Data START

//! Command-line front end for the reader engine.
//!
//! - `pageturn <catalogue.json | http(s)://...>` prints the document catalogue.
//! - `pageturn <document-dir>` opens a folder of page images headlessly,
//!   turns through every page and prints the final session snapshot.
//!
//! Configuration is read from `conf/config.toml`.

use anyhow::{Context, Result, anyhow};
use pageturn::animator::HeadlessAnimatorFactory;
use pageturn::config::load_config;
use pageturn::document::Document;
use pageturn::folder_source::FolderDocumentSource;
use pageturn::layout::Viewport;
use pageturn::manifest::{Catalogue, FileManifestSource, HttpManifestSource, ManifestSource};
use pageturn::render::PageStatus;
use pageturn::ReaderRuntime;
use std::env;
use std::path::{Path, PathBuf};
use std::rc::Rc;
use tracing::{error, info, warn};
use tracing_subscriber::{EnvFilter, fmt, prelude::*, reload};

type ReloadHandle = reload::Handle<EnvFilter, tracing_subscriber::Registry>;

enum Target {
    Catalogue(String),
    Folder(PathBuf),
}

#[tokio::main(flavor = "current_thread")]
async fn main() {
    let reload_handle = init_tracing();
    if let Err(err) = run(&reload_handle).await {
        error!("{err:?}");
        std::process::exit(1);
    }
}

async fn run(reload_handle: &ReloadHandle) -> Result<()> {
    let target = parse_args()?;
    let config = load_config(Path::new("conf/config.toml"));
    set_log_level(reload_handle, config.logging.log_level.as_filter_str());
    info!(
        level = %config.logging.log_level,
        preload_pages = config.render.preload_pages,
        breakpoint = config.layout.breakpoint,
        "Starting pageturn"
    );

    match target {
        Target::Catalogue(location) => print_catalogue(&location).await,
        Target::Folder(dir) => walk_document(&dir, config).await,
    }
}

fn parse_args() -> Result<Target> {
    let mut args = env::args().skip(1);
    let arg = args
        .next()
        .ok_or_else(|| anyhow!("Usage: pageturn <catalogue.json | url | document-dir>"))?;

    if arg.starts_with("http://") || arg.starts_with("https://") {
        return Ok(Target::Catalogue(arg));
    }
    let path = PathBuf::from(&arg);
    if !path.exists() {
        return Err(anyhow!("Not found: {}", path.display()));
    }
    if path.is_dir() {
        Ok(Target::Folder(path))
    } else {
        Ok(Target::Catalogue(arg))
    }
}

async fn print_catalogue(location: &str) -> Result<()> {
    let listed = if location.starts_with("http://") || location.starts_with("https://") {
        HttpManifestSource::new(location).list().await
    } else {
        FileManifestSource::new(location).list().await
    };
    let catalogue: Catalogue =
        listed.with_context(|| format!("Failed to list catalogue at {location}"))?;

    for category in &catalogue.categories {
        println!("{}", category.category);
        for entry in &category.documents {
            if entry.author.is_empty() {
                println!("  {}  [{}]", entry.title, entry.handle);
            } else {
                println!("  {} by {}  [{}]", entry.title, entry.author, entry.handle);
            }
        }
    }
    info!(documents = catalogue.len(), "Listed catalogue");
    Ok(())
}

async fn walk_document(dir: &Path, config: pageturn::config::ReaderConfig) -> Result<()> {
    let handle = dir.to_string_lossy().into_owned();
    let mut runtime = ReaderRuntime::new(
        config,
        Viewport::new(1280, 800),
        Rc::new(FolderDocumentSource::new()),
        Box::new(HeadlessAnimatorFactory::new()),
        None,
    );
    runtime
        .open(Document::new(handle.as_str(), "", ""))
        .await
        .with_context(|| format!("Failed to open {handle}"))?;
    runtime.run_until_idle().await;

    let page_count = runtime.session().page_count();
    for _ in 1..page_count {
        runtime.next();
        runtime.run_until_idle().await;
    }

    for notice in runtime.take_notices() {
        warn!(?notice, "Notice raised while reading");
    }
    let snapshot = runtime.session().snapshot();
    let ready = snapshot
        .pages
        .iter()
        .filter(|status| matches!(status, PageStatus::Ready { .. }))
        .count();
    info!(
        page_count,
        ready,
        current_page = snapshot.current_page,
        "Walked document"
    );
    println!(
        "{}",
        serde_json::to_string_pretty(&snapshot).context("Failed to serialize snapshot")?
    );
    Ok(())
}

fn init_tracing() -> ReloadHandle {
    let env_filter = EnvFilter::try_from_default_env().unwrap_or_else(|_| EnvFilter::new("debug"));
    let (filter_layer, handle) = reload::Layer::new(env_filter);
    tracing_subscriber::registry()
        .with(
            fmt::layer()
                .with_target(true)
                .with_file(true)
                .with_line_number(true)
                .with_writer(std::io::stderr)
                .with_filter(filter_layer),
        )
        .init();
    info!("Logging initialized; override level with logging.log_level or RUST_LOG");
    handle
}

fn set_log_level(handle: &ReloadHandle, level: &str) {
    let parsed = EnvFilter::builder()
        .parse(level)
        .unwrap_or_else(|_| EnvFilter::new("debug"));
    if let Err(err) = handle.modify(|filter| *filter = parsed.clone()) {
        warn!(%level, "Failed to update log level from config: {err}");
    } else {
        info!(%level, "Applied log level from config");
    }
}
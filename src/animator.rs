//! Page-flip animator collaborator contract, plus a headless implementation
//! used by the command-line walker.

use crate::layout::LayoutMode;
use crate::render::PageArtifact;
use crate::session::{Message, MessageSender};
use tracing::debug;

/// Identifies one animator instance. Events from a destroyed instance carry
/// an id the session no longer recognizes.
#[derive(Debug, Clone, Copy, PartialEq, Eq, Hash)]
pub struct AnimatorId(pub u64);

#[derive(Debug, Clone, PartialEq)]
pub enum SurfaceContent {
    Placeholder,
    Image(PageArtifact),
    Failed { reason: String },
}

/// What one page slot of the animator should display.
#[derive(Debug, Clone, PartialEq)]
pub struct PageSurface {
    pub page: usize,
    pub content: SurfaceContent,
}

#[derive(Debug, Clone, PartialEq)]
pub struct AnimatorSpec {
    pub width: u32,
    pub height: u32,
    pub mode: LayoutMode,
    /// One surface per page, in order; index `i` is page `i + 1`.
    pub pages: Vec<PageSurface>,
    pub start_index: usize,
}

#[derive(Debug, Clone)]
pub struct PageEventSink {
    animator: AnimatorId,
    sender: MessageSender,
}

impl PageEventSink {
    pub(crate) fn new(animator: AnimatorId, sender: MessageSender) -> Self {
        Self { animator, sender }
    }

    pub fn animator(&self) -> AnimatorId {
        self.animator
    }

    /// Report that the animator now shows the page at zero-based `index`.
    pub fn page_changed(&self, index: usize) {
        let _ = self.sender.send(Message::PageChanged {
            animator: self.animator,
            index,
        });
    }
}

/// A mounted flip animator. Flip commands start an animation and return;
/// the resulting page arrives later through the [`PageEventSink`].
pub trait PageAnimator {
    fn flip_next(&mut self);

    fn flip_previous(&mut self);

    fn flip_to(&mut self, index: usize);

    /// Swap the content shown for one page in place.
    fn update_surface(&mut self, surface: PageSurface);

    /// Release everything the animator holds. No events follow.
    fn destroy(&mut self);
}

pub trait AnimatorFactory {
    fn create(&mut self, spec: AnimatorSpec, events: PageEventSink) -> Box<dyn PageAnimator>;
}

/// Animator without a display: flips complete instantly and surfaces are
/// merely recorded.
pub struct HeadlessAnimator {
    surfaces: Vec<PageSurface>,
    index: usize,
    events: PageEventSink,
    destroyed: bool,
}

impl HeadlessAnimator {
    pub fn new(spec: AnimatorSpec, events: PageEventSink) -> Self {
        let index = spec.start_index.min(spec.pages.len().saturating_sub(1));
        Self {
            surfaces: spec.pages,
            index,
            events,
            destroyed: false,
        }
    }

    pub fn index(&self) -> usize {
        self.index
    }

    pub fn surface(&self, index: usize) -> Option<&PageSurface> {
        self.surfaces.get(index)
    }

    fn move_to(&mut self, index: usize) {
        if self.destroyed || index >= self.surfaces.len() || index == self.index {
            return;
        }
        self.index = index;
        self.events.page_changed(index);
    }
}

impl PageAnimator for HeadlessAnimator {
    fn flip_next(&mut self) {
        self.move_to(self.index + 1);
    }

    fn flip_previous(&mut self) {
        if let Some(index) = self.index.checked_sub(1) {
            self.move_to(index);
        }
    }

    fn flip_to(&mut self, index: usize) {
        self.move_to(index);
    }

    fn update_surface(&mut self, surface: PageSurface) {
        if self.destroyed {
            return;
        }
        if let Some(slot) = surface
            .page
            .checked_sub(1)
            .and_then(|index| self.surfaces.get_mut(index))
        {
            *slot = surface;
        }
    }

    fn destroy(&mut self) {
        debug!(animator = self.events.animator().0, "Destroying headless animator");
        self.destroyed = true;
        self.surfaces.clear();
    }
}

#[derive(Debug, Default)]
pub struct HeadlessAnimatorFactory;

impl HeadlessAnimatorFactory {
    pub fn new() -> Self {
        Self
    }
}

impl AnimatorFactory for HeadlessAnimatorFactory {
    fn create(&mut self, spec: AnimatorSpec, events: PageEventSink) -> Box<dyn PageAnimator> {
        debug!(
            width = spec.width,
            height = spec.height,
            mode = ?spec.mode,
            pages = spec.pages.len(),
            "Creating headless animator"
        );
        Box::new(HeadlessAnimator::new(spec, events))
    }
}
use crate::error::SourceError;
use std::sync::{
    Arc,
    atomic::{AtomicBool, Ordering},
};

/// Shared flag handed to every in-flight source request of one session
/// generation. Closing the session flips it so pending requests stop before
/// their next expensive stage.
#[derive(Clone, Debug, Default)]
pub struct CancellationToken {
    cancelled: Arc<AtomicBool>,
}

impl CancellationToken {
    pub fn new() -> Self {
        Self::default()
    }

    pub fn cancel(&self) {
        self.cancelled.store(true, Ordering::Release);
    }

    pub fn is_cancelled(&self) -> bool {
        self.cancelled.load(Ordering::Acquire)
    }

    pub fn check_cancelled(&self, stage: &'static str) -> Result<(), SourceError> {
        if self.is_cancelled() {
            return Err(SourceError::Cancelled(stage));
        }
        Ok(())
    }
}

#[cfg(test)]
mod tests {
    use super::CancellationToken;
    use crate::error::SourceError;

    #[test]
    fn clones_observe_cancellation() {
        let token = CancellationToken::new();
        let observer = token.clone();
        assert!(observer.check_cancelled("rasterize").is_ok());

        token.cancel();

        assert!(observer.is_cancelled());
        assert!(matches!(
            observer.check_cancelled("rasterize"),
            Err(SourceError::Cancelled("rasterize"))
        ));
    }
}
use super::models::ReaderConfig;
use std::fs;
use std::path::Path;
use tracing::{debug, info, warn};

/// Load configuration from the given path, falling back to defaults on error.
pub fn load_config(path: &Path) -> ReaderConfig {
    let contents = match fs::read_to_string(path) {
        Ok(data) => {
            info!(path = %path.display(), "Loaded base config");
            data
        }
        Err(err) => {
            warn!(
                path = %path.display(),
                "Falling back to default config: {err}"
            );
            return ReaderConfig::default();
        }
    };

    match parse_config(&contents) {
        Ok(cfg) => {
            debug!("Parsed configuration from disk");
            cfg
        }
        Err(err) => {
            warn!(path = %path.display(), "Invalid config TOML: {err}");
            ReaderConfig::default()
        }
    }
}

pub fn parse_config(contents: &str) -> Result<ReaderConfig, toml::de::Error> {
    toml::from_str::<ReaderConfig>(contents).map(ReaderConfig::sanitized)
}

pub fn serialize_config(config: &ReaderConfig) -> Result<String, toml::ser::Error> {
    toml::to_string(config)
}
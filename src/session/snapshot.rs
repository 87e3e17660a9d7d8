use crate::layout::Layout;
use crate::narration::NarrationState;
use crate::render::PageStatus;
use serde::Serialize;
use ts_rs::TS;

/// Serializable view of a session for the front end.
#[derive(Debug, Clone, PartialEq, Serialize, TS)]
#[ts(export)]
pub struct ReaderSnapshot {
    pub document: Option<DocumentSnapshot>,
    pub current_page: usize,
    pub page_count: usize,
    pub layout: Layout,
    pub narration: NarrationSnapshot,
    /// Render status of every page, index `i` being page `i + 1`.
    pub pages: Vec<PageStatus>,
}

#[derive(Debug, Clone, PartialEq, Eq, Serialize, TS)]
#[ts(export)]
pub struct DocumentSnapshot {
    pub handle: String,
    pub title: String,
    pub author: String,
}

#[derive(Debug, Clone, Copy, PartialEq, Eq, Serialize, TS)]
#[ts(export)]
pub struct NarrationSnapshot {
    pub state: NarrationState,
    pub page: usize,
    pub offset: usize,
}
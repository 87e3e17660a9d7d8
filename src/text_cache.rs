//! Lazily populated page text for narration.
//!
//! Text is extracted at most once per page per session. Extracted text is
//! normalized before it is cached so narration offsets always refer to the
//! same string the speech engine receives.

use once_cell::sync::Lazy;
use regex::Regex;
use std::collections::{HashMap, HashSet};
use unicode_normalization::UnicodeNormalization;

static RE_HYPHEN_BREAK: Lazy<Regex> =
    Lazy::new(|| Regex::new(r"(\p{L})-[ \t]*\r?\n\s*(\p{Ll})").unwrap());
static RE_WHITESPACE: Lazy<Regex> = Lazy::new(|| Regex::new(r"\s+").unwrap());

/// NFKC-fold (ligatures such as "ﬁ" become "fi"), join words hyphenated
/// across line breaks and collapse whitespace runs into single spaces.
pub fn normalize_page_text(raw: &str) -> String {
    let folded: String = raw.nfkc().filter(|ch| *ch != '\u{00AD}').collect();
    let joined = RE_HYPHEN_BREAK.replace_all(&folded, "$1$2");
    RE_WHITESPACE.replace_all(&joined, " ").trim().to_string()
}

/// Length in Unicode scalar values, the unit narration offsets use.
pub fn char_len(text: &str) -> usize {
    text.chars().count()
}

/// The suffix of `text` starting at character `offset` (empty past the end).
pub fn slice_from_char(text: &str, offset: usize) -> &str {
    match text.char_indices().nth(offset) {
        Some((byte_idx, _)) => &text[byte_idx..],
        None => "",
    }
}

#[derive(Debug, Default)]
pub struct TextCache {
    texts: HashMap<usize, String>,
    pending: HashSet<usize>,
}

impl TextCache {
    pub fn new() -> Self {
        Self::default()
    }

    /// Cached text for `page`. An empty string means the page has no
    /// extractable text.
    pub fn get(&self, page: usize) -> Option<&str> {
        self.texts.get(&page).map(String::as_str)
    }

    pub fn contains(&self, page: usize) -> bool {
        self.texts.contains_key(&page)
    }

    pub fn is_pending(&self, page: usize) -> bool {
        self.pending.contains(&page)
    }

    /// Mark `page` as being extracted. Returns `false` when the text is
    /// already cached or an extraction is already in flight.
    pub fn begin(&mut self, page: usize) -> bool {
        if self.contains(page) {
            return false;
        }
        self.pending.insert(page)
    }

    pub fn insert(&mut self, page: usize, raw: &str) -> &str {
        self.pending.remove(&page);
        self.texts
            .entry(page)
            .or_insert_with(|| normalize_page_text(raw))
            .as_str()
    }

    /// Extraction failed; the page may be requested again later.
    pub fn abandon(&mut self, page: usize) {
        self.pending.remove(&page);
    }

    pub fn clear(&mut self) {
        self.texts.clear();
        self.pending.clear();
    }
}
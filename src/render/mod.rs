//! Progressive page rendering: the artifact cache and the scheduler that
//! fills it.

mod cache;
mod scheduler;

pub use cache::{PageArtifact, Quality, RenderCache, StoreOutcome};
pub use scheduler::{Completion, PageStatus, Priority, RenderJob, RenderRequest, RenderScheduler};
use crate::render::Quality;
use serde::Deserialize;
use std::time::Duration;

/// Top-level engine configuration; deserializable from TOML.
#[derive(Debug, Clone, Default, Deserialize, serde::Serialize)]
pub struct ReaderConfig {
    #[serde(default)]
    pub render: RenderConfig,
    #[serde(default)]
    pub layout: LayoutConfig,
    #[serde(default)]
    pub narration: NarrationConfig,
    #[serde(default)]
    pub logging: LoggingConfig,
}

impl ReaderConfig {
    /// Clamp every field into a usable range. Config files are user-edited, so
    /// a zero batch size or a negative scale must not reach the scheduler.
    pub fn sanitized(mut self) -> Self {
        let render = &mut self.render;
        render.preload_pages = render.preload_pages.clamp(1, 16);
        render.neighborhood_radius = render.neighborhood_radius.min(8);
        render.background_batch_size = render.background_batch_size.clamp(1, 32);
        render.preview_scale = render.preview_scale.clamp(0.1, 8.0);
        render.standard_scale = render.standard_scale.clamp(render.preview_scale, 8.0);
        render.high_scale = render.high_scale.clamp(render.standard_scale, 8.0);

        let layout = &mut self.layout;
        layout.breakpoint = layout.breakpoint.max(1);
        layout.min_surface_width = layout.min_surface_width.max(1);
        layout.min_surface_height = layout.min_surface_height.max(1);
        layout.double_page_width = layout.double_page_width.max(2);
        layout.double_page_height = layout.double_page_height.max(1);

        let narration = &mut self.narration;
        narration.rate = narration.rate.clamp(0.1, 10.0);
        narration.pitch = narration.pitch.clamp(0.0, 2.0);
        self
    }
}

#[derive(Debug, Clone, Deserialize, serde::Serialize)]
pub struct RenderConfig {
    /// Pages rendered at preview quality, one after another, right after open.
    #[serde(default = "crate::config::defaults::default_preload_pages")]
    pub preload_pages: usize,
    #[serde(default = "crate::config::defaults::default_neighborhood_radius")]
    pub neighborhood_radius: usize,
    #[serde(default = "crate::config::defaults::default_background_batch_size")]
    pub background_batch_size: usize,
    #[serde(default = "crate::config::defaults::default_background_batch_delay_ms")]
    pub background_batch_delay_ms: u64,
    #[serde(default = "crate::config::defaults::default_preview_scale")]
    pub preview_scale: f32,
    #[serde(default = "crate::config::defaults::default_standard_scale")]
    pub standard_scale: f32,
    #[serde(default = "crate::config::defaults::default_high_scale")]
    pub high_scale: f32,
}

impl Default for RenderConfig {
    fn default() -> Self {
        RenderConfig {
            preload_pages: crate::config::defaults::default_preload_pages(),
            neighborhood_radius: crate::config::defaults::default_neighborhood_radius(),
            background_batch_size: crate::config::defaults::default_background_batch_size(),
            background_batch_delay_ms:
                crate::config::defaults::default_background_batch_delay_ms(),
            preview_scale: crate::config::defaults::default_preview_scale(),
            standard_scale: crate::config::defaults::default_standard_scale(),
            high_scale: crate::config::defaults::default_high_scale(),
        }
    }
}

impl RenderConfig {
    pub fn scale_for(&self, quality: Quality) -> f32 {
        match quality {
            Quality::Preview => self.preview_scale,
            Quality::Standard => self.standard_scale,
            Quality::High => self.high_scale,
        }
    }

    pub fn background_delay(&self) -> Duration {
        Duration::from_millis(self.background_batch_delay_ms)
    }
}

#[derive(Debug, Clone, Deserialize, serde::Serialize)]
pub struct LayoutConfig {
    /// Viewport widths at or below this value use single-page mode.
    #[serde(default = "crate::config::defaults::default_breakpoint")]
    pub breakpoint: u32,
    #[serde(default = "crate::config::defaults::default_resize_debounce_ms")]
    pub resize_debounce_ms: u64,
    #[serde(default = "crate::config::defaults::default_chrome_width")]
    pub chrome_width: u32,
    #[serde(default = "crate::config::defaults::default_chrome_height")]
    pub chrome_height: u32,
    #[serde(default = "crate::config::defaults::default_min_surface_width")]
    pub min_surface_width: u32,
    #[serde(default = "crate::config::defaults::default_min_surface_height")]
    pub min_surface_height: u32,
    #[serde(default = "crate::config::defaults::default_double_page_width")]
    pub double_page_width: u32,
    #[serde(default = "crate::config::defaults::default_double_page_height")]
    pub double_page_height: u32,
}

impl Default for LayoutConfig {
    fn default() -> Self {
        LayoutConfig {
            breakpoint: crate::config::defaults::default_breakpoint(),
            resize_debounce_ms: crate::config::defaults::default_resize_debounce_ms(),
            chrome_width: crate::config::defaults::default_chrome_width(),
            chrome_height: crate::config::defaults::default_chrome_height(),
            min_surface_width: crate::config::defaults::default_min_surface_width(),
            min_surface_height: crate::config::defaults::default_min_surface_height(),
            double_page_width: crate::config::defaults::default_double_page_width(),
            double_page_height: crate::config::defaults::default_double_page_height(),
        }
    }
}

impl LayoutConfig {
    pub fn debounce(&self) -> Duration {
        Duration::from_millis(self.resize_debounce_ms)
    }
}

#[derive(Debug, Clone, Deserialize, serde::Serialize)]
pub struct NarrationConfig {
    #[serde(default = "crate::config::defaults::default_voice")]
    pub voice: Option<String>,
    #[serde(default = "crate::config::defaults::default_rate")]
    pub rate: f32,
    #[serde(default = "crate::config::defaults::default_pitch")]
    pub pitch: f32,
    /// Turn the page and keep reading when an utterance finishes.
    #[serde(default = "crate::config::defaults::default_auto_continue")]
    pub auto_continue: bool,
    #[serde(default = "crate::config::defaults::default_settle_delay_ms")]
    pub settle_delay_ms: u64,
}

impl Default for NarrationConfig {
    fn default() -> Self {
        NarrationConfig {
            voice: crate::config::defaults::default_voice(),
            rate: crate::config::defaults::default_rate(),
            pitch: crate::config::defaults::default_pitch(),
            auto_continue: crate::config::defaults::default_auto_continue(),
            settle_delay_ms: crate::config::defaults::default_settle_delay_ms(),
        }
    }
}

impl NarrationConfig {
    pub fn settle_delay(&self) -> Duration {
        Duration::from_millis(self.settle_delay_ms)
    }
}

#[derive(Debug, Clone, Default, Deserialize, serde::Serialize)]
pub struct LoggingConfig {
    #[serde(default = "crate::config::defaults::default_log_level")]
    pub log_level: LogLevel,
}

/// Supported logging verbosity levels.
#[derive(Debug, Clone, Copy, Deserialize, serde::Serialize, PartialEq, Eq)]
#[serde(rename_all = "lowercase")]
pub enum LogLevel {
    Trace,
    Debug,
    Info,
    Warn,
    Error,
}

impl Default for LogLevel {
    fn default() -> Self {
        LogLevel::Debug
    }
}

impl std::fmt::Display for LogLevel {
    fn fmt(&self, f: &mut std::fmt::Formatter<'_>) -> std::fmt::Result {
        write!(f, "{}", self.as_filter_str())
    }
}

impl LogLevel {
    pub fn as_filter_str(self) -> &'static str {
        match self {
            LogLevel::Trace => "trace",
            LogLevel::Debug => "debug",
            LogLevel::Info => "info",
            LogLevel::Warn => "warn",
            LogLevel::Error => "error",
        }
    }
}
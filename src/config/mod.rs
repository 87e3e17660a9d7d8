//! Configuration loading for the reader engine.
//!
//! All tunable constants (preload depth, batch pacing, breakpoint, narration
//! voice) are centralized here and loaded from `conf/config.toml` if present.
//! Any missing or invalid entries fall back to defaults so a session can still
//! open.

mod defaults;
mod io;
mod models;

pub use io::{load_config, parse_config, serialize_config};
pub use models::{
    LayoutConfig, LogLevel, LoggingConfig, NarrationConfig, ReaderConfig, RenderConfig,
};
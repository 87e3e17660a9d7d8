//! Speech-engine collaborator contract.

use crate::config::NarrationConfig;
use crate::error::SpeechError;
use crate::session::{Message, MessageSender};

#[derive(Debug, Clone, PartialEq)]
pub struct SpeechOptions {
    pub voice: Option<String>,
    pub rate: f32,
    pub pitch: f32,
}

impl SpeechOptions {
    pub fn new(voice: Option<String>, rate: f32, pitch: f32) -> Self {
        Self {
            voice,
            rate: rate.clamp(0.1, 10.0),
            pitch: pitch.clamp(0.0, 2.0),
        }
    }

    pub fn from_config(config: &NarrationConfig) -> Self {
        Self::new(config.voice.clone(), config.rate, config.pitch)
    }
}

/// Engine-assigned handle of one utterance.
#[derive(Debug, Clone, Copy, PartialEq, Eq, Hash)]
pub struct UtteranceId(pub u64);

#[derive(Debug, Clone, PartialEq, Eq)]
pub enum SpeechEvent {
    /// Character index (Unicode scalar values) into the text passed to
    /// `speak`, at the word about to be spoken.
    Boundary { char_index: usize },
    End,
    Error { reason: String },
}

/// Where an engine reports progress of one utterance. Each sink is bound to
/// the narration request that created it.
#[derive(Debug, Clone)]
pub struct SpeechEventSink {
    token: u64,
    sender: MessageSender,
}

impl SpeechEventSink {
    pub(crate) fn new(token: u64, sender: MessageSender) -> Self {
        Self { token, sender }
    }

    pub fn token(&self) -> u64 {
        self.token
    }

    pub fn boundary(&self, char_index: usize) {
        self.emit(SpeechEvent::Boundary { char_index });
    }

    pub fn ended(&self) {
        self.emit(SpeechEvent::End);
    }

    pub fn failed(&self, reason: impl Into<String>) {
        self.emit(SpeechEvent::Error {
            reason: reason.into(),
        });
    }

    fn emit(&self, event: SpeechEvent) {
        // The runtime may already be gone; nothing is listening then.
        let _ = self.sender.send(Message::Speech {
            token: self.token,
            event,
        });
    }
}

/// Text-to-speech backend. Calls return immediately; progress arrives through
/// the [`SpeechEventSink`] given to `speak`.
pub trait SpeechEngine {
    fn speak(
        &mut self,
        text: &str,
        options: &SpeechOptions,
        events: SpeechEventSink,
    ) -> Result<UtteranceId, SpeechError>;

    fn pause(&mut self, utterance: UtteranceId);

    fn resume(&mut self, utterance: UtteranceId);

    fn cancel(&mut self, utterance: UtteranceId);

    /// Whether `resume` continues the paused utterance in place. Engines that
    /// cannot are restarted from the saved offset instead.
    fn supports_resume(&self) -> bool {
        true
    }
}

Data END

▶ What is required: Go through the material above and report each line containing "await".

▶ Task result:
    if let Err(err) = run(&reload_handle).await {
        Target::Catalogue(location) => print_catalogue(&location).await,
        Target::Folder(dir) => walk_document(&dir, config).await,
        HttpManifestSource::new(location).list().await
        FileManifestSource::new(location).list().await
        .await
    runtime.run_until_idle().await;
        runtime.run_until_idle().await;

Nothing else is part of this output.